Joints are classified by both their structure and function. Structural classification identifies bony, fibrous, cartilaginous joints; while functional classification classifies them by specific movements such as angular rotational or special movements.

Vertebrate animals’ movable jaws consist of two vertical sections, including a lower jaw (mandible) that moves and an upper jaw that remains fixed (maxilla). Both parts of the jaws are connected by Meckel’s cartilage which forms a fibrocartilage joint between it and bones in their neck and face regions, providing stability during biting and chewing functions. These parts work in concert to perform these essential actions of chewing.

Some movable jaws are less flexible than they seem and are considered rigid or immovable. Some are composed of bony plates which fusion after birth or shortly thereafter and form gomphoses at their intersections with roots of teeth and jaw bones, or fibrous connections between these roots and bones; other jaws may be created from cranial plates as well as from their connections with skull ribs, pelvic girdle, or pelvic floor muscles.

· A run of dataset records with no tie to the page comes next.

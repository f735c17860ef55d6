use axum::http::StatusCode;
use axum::response::{IntoResponse, Response};
use quotelens_core::{ErrorEnvelope, QuotelensError};

pub struct AppError {
    pub status: StatusCode,
    pub body: ErrorEnvelope,
}

impl AppError {
    pub fn bad_request(code: &str, msg: impl std::fmt::Display) -> Self {
        Self {
            status: StatusCode::BAD_REQUEST,
            body: ErrorEnvelope::new(code, msg.to_string(), "Fix the request and retry"),
        }
    }

    pub fn bad_gateway(body: ErrorEnvelope) -> Self {
        Self {
            status: StatusCode::BAD_GATEWAY,
            body,
        }
    }

    pub fn internal(msg: impl std::fmt::Display) -> Self {
        Self {
            status: StatusCode::INTERNAL_SERVER_ERROR,
            body: ErrorEnvelope::internal(&msg.to_string()),
        }
    }
}

impl IntoResponse for AppError {
    fn into_response(self) -> Response {
        (self.status, axum::Json(self.body)).into_response()
    }
}

impl From<QuotelensError> for AppError {
    fn from(err: QuotelensError) -> Self {
        match err {
            QuotelensError::UriFormat(_) => AppError::bad_request("uri_format", err),
            QuotelensError::BackendError {
                code,
                message,
                hint,
            } => AppError::bad_gateway(ErrorEnvelope::new(code, message, hint)),
            _ => AppError::internal(err),
        }
    }
}
//! Quotelens Core - cursor-aware string and entity matching
//!
//! This library locates the quoted string literal or configured entity
//! under a cursor position and builds the search queries used to find
//! related occurrences across a codebase. It is pure: no I/O beyond
//! config loading, no async, no shared state.

pub mod config;
pub mod entity;
pub mod error;
pub mod hover;
pub mod scan;
pub mod search;
pub mod text;
pub mod uri;

pub use config::{EntitiesConfig, DEFAULT_CONFIG};
pub use entity::{entity_at, interpolate, CapturePattern, EntityDefinition, EntityMatch, PatternKind};
pub use error::{ErrorEnvelope, QuotelensError};
pub use hover::{hover_at, Hover};
pub use scan::{string_at, string_in_line, LiteralMatch};
pub use search::{FileMatch, LineMatch, Location, SearchQuery, SearchResults};
pub use text::{line_at, Position, Span};
pub use uri::DocumentUri;

/// Result type alias for quotelens operations
pub type Result<T> = std::result::Result<T, QuotelensError>;
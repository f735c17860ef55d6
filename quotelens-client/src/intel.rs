//! Shared code-intel runtime for the service and the CLI
//!
//! `CodeIntel` owns the entity configuration, the backend client, and
//! the search cache, so callers get one matching path instead of
//! near-duplicate per-category plumbing. Hover is local-only; the
//! occurrence operations are the only ones that talk to the backend.

use crate::cache::SearchCache;
use crate::search_client::SearchClient;
use quotelens_core::{
    entity_at, hover_at, interpolate, string_at, DocumentUri, EntitiesConfig, EntityDefinition,
    EntityMatch, Hover, LiteralMatch, Location, PatternKind, Position, QuotelensError, SearchQuery,
};
use tokio::sync::OnceCell;

pub struct CodeIntel {
    entities: EntitiesConfig,
    client: SearchClient,
    cache: SearchCache,
    /// Instance privacy, fetched once per runtime.
    instance_private: OnceCell<bool>,
}

/// Build one search query per non-empty template of the matched
/// entity's category, groups interpolated, in template order.
pub fn queries_for(
    found: &EntityMatch<'_>,
    kind: PatternKind,
    repo: Option<&str>,
) -> Vec<SearchQuery> {
    found
        .entity
        .patterns(kind)
        .iter()
        .filter(|p| !p.search.is_empty())
        .map(|p| {
            let mut query = interpolate(&p.search, &found.groups);
            if let Some(repo) = repo {
                query.push_str(&format!(" r:{}", repo));
            }
            SearchQuery::new(query, repo.map(str::to_string))
        })
        .collect()
}

impl CodeIntel {
    pub fn new(entities: EntitiesConfig, client: SearchClient) -> Self {
        Self {
            entities,
            client,
            cache: SearchCache::default(),
            instance_private: OnceCell::new(),
        }
    }

    pub fn entities(&self) -> &[EntityDefinition] {
        &self.entities.entities
    }

    pub fn backend_url(&self) -> &str {
        self.client.base_url()
    }

    /// Hover content for whatever sits under the cursor. Local text
    /// only; never touches the backend.
    pub fn hover(&self, text: &str, position: Position) -> Result<Option<Hover>, QuotelensError> {
        hover_at(self.entities(), text, position)
    }

    /// The string literal under the cursor, if any.
    pub fn literal_at(&self, text: &str, position: Position) -> Option<LiteralMatch> {
        string_at(text, position)
    }

    /// Repository filter for a search: none on a private instance
    /// (searches run across all repositories there), otherwise the repo
    /// component of the document's URI.
    async fn repo_scope(&self, uri: Option<&str>) -> Result<Option<String>, QuotelensError> {
        let private = self
            .instance_private
            .get_or_try_init(|| self.client.is_private())
            .await?;
        if *private {
            return Ok(None);
        }
        match uri {
            Some(uri) => Ok(Some(DocumentUri::parse(uri)?.repo)),
            None => Ok(None),
        }
    }

    /// Search occurrences of the string literal under the cursor.
    pub async fn literal_references(
        &self,
        uri: Option<&str>,
        text: &str,
        position: Position,
    ) -> Result<Vec<Location>, QuotelensError> {
        let Some(literal) = string_at(text, position) else {
            return Ok(Vec::new());
        };
        let repo = self.repo_scope(uri).await?;
        let query = SearchQuery::for_literal(&literal.value, repo.as_deref());
        let locations = self
            .cache
            .get_or_fetch(&query, || self.client.search(&query))
            .await?;
        Ok(locations.as_ref().clone())
    }

    /// Search occurrences of the entity under the cursor in one pattern
    /// category. Every template's search runs concurrently; results are
    /// concatenated in template order.
    pub async fn occurrences(
        &self,
        kind: PatternKind,
        uri: Option<&str>,
        text: &str,
        position: Position,
    ) -> Result<Vec<Location>, QuotelensError> {
        let Some(found) = entity_at(self.entities(), text, position)? else {
            return Ok(Vec::new());
        };
        let repo = self.repo_scope(uri).await?;
        let queries = queries_for(&found, kind, repo.as_deref());

        let searches = queries
            .iter()
            .map(|query| self.cache.get_or_fetch(query, move || self.client.search(query)));
        let results = futures::future::try_join_all(searches).await?;

        Ok(results
            .into_iter()
            .flat_map(|locations| locations.as_ref().clone())
            .collect())
    }

    /// References surface: the matched entity's reference patterns when
    /// an entity is under the cursor, the quoted-literal search
    /// otherwise.
    pub async fn references(
        &self,
        uri: Option<&str>,
        text: &str,
        position: Position,
    ) -> Result<Vec<Location>, QuotelensError> {
        if entity_at(self.entities(), text, position)?.is_some() {
            return self
                .occurrences(PatternKind::Reference, uri, text, position)
                .await;
        }
        self.literal_references(uri, text, position).await
    }
}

The jaws are one of the most complex joints in the human body. Their complex joint architecture makes them essential in chewing, swallowing, speaking and even yawning – and when working optimally they allow these actions to occur smoothly and coordinated – otherwise known as Temporomandibular Disorders or TMD. When not functioning optimally this leads to TMD as it connects the lower jaw bone (mandible) to temporal bones on both sides of the head through two joints called TMJs in front of each ear which connect lower jaw bone (mandible) directly. Muscle control over these joints allows movement up or down, side to side as well as forward/back.

The jaw’s articulation plays an essential role in food movement and digestion, forming the roof of the mouth as well as fulfilling other vital roles. Furthermore, its movement impacts facial expressions dramatically while contributing to respiratory, digestive and endocrine health.

Temporomandibular joints play an integral role in both behavioral and emotional responses. They serve as the site for powerful masseter muscle, responsible for chewing activities. Furthermore, this joint serves as the focal point for cranial nerve which provides motor function and sensory input to jaw and tooth muscles through trigeminal nerve bundles that pass through it.

Due to this intimate connection between injuries to jaw bones or temporomandibular joints and ears, injuries sustained by either can affect them directly. When people report experiencing earache or jaw pain they often attribute it to dental problems when in reality it could be the TMJ at work.

Function of the jaws depends upon a number of factors, most importantly those related to TMJ (Temporomandibular Joint), muscles, ligaments, disk and teeth. Therefore, having an ideal bite is not only key for optimal functionality but also essential in maintaining both health and appearance of teeth and gums.

Disclaimer: The content on this blog is intended for general informational purposes only. It is not a substitute for professional medical advice, diagnosis, or treatment. Always consult qualified healthcare providers for personalized advice. Information regarding plastic surgery, dental treatment, hair transplant, and other medical procedures is educational and not a guarantee of results. We do not assume liability for actions taken based on blog content. Medical knowledge evolves; verify information and consult professionals. External links do not imply endorsement. By using this blog, you agree to these terms.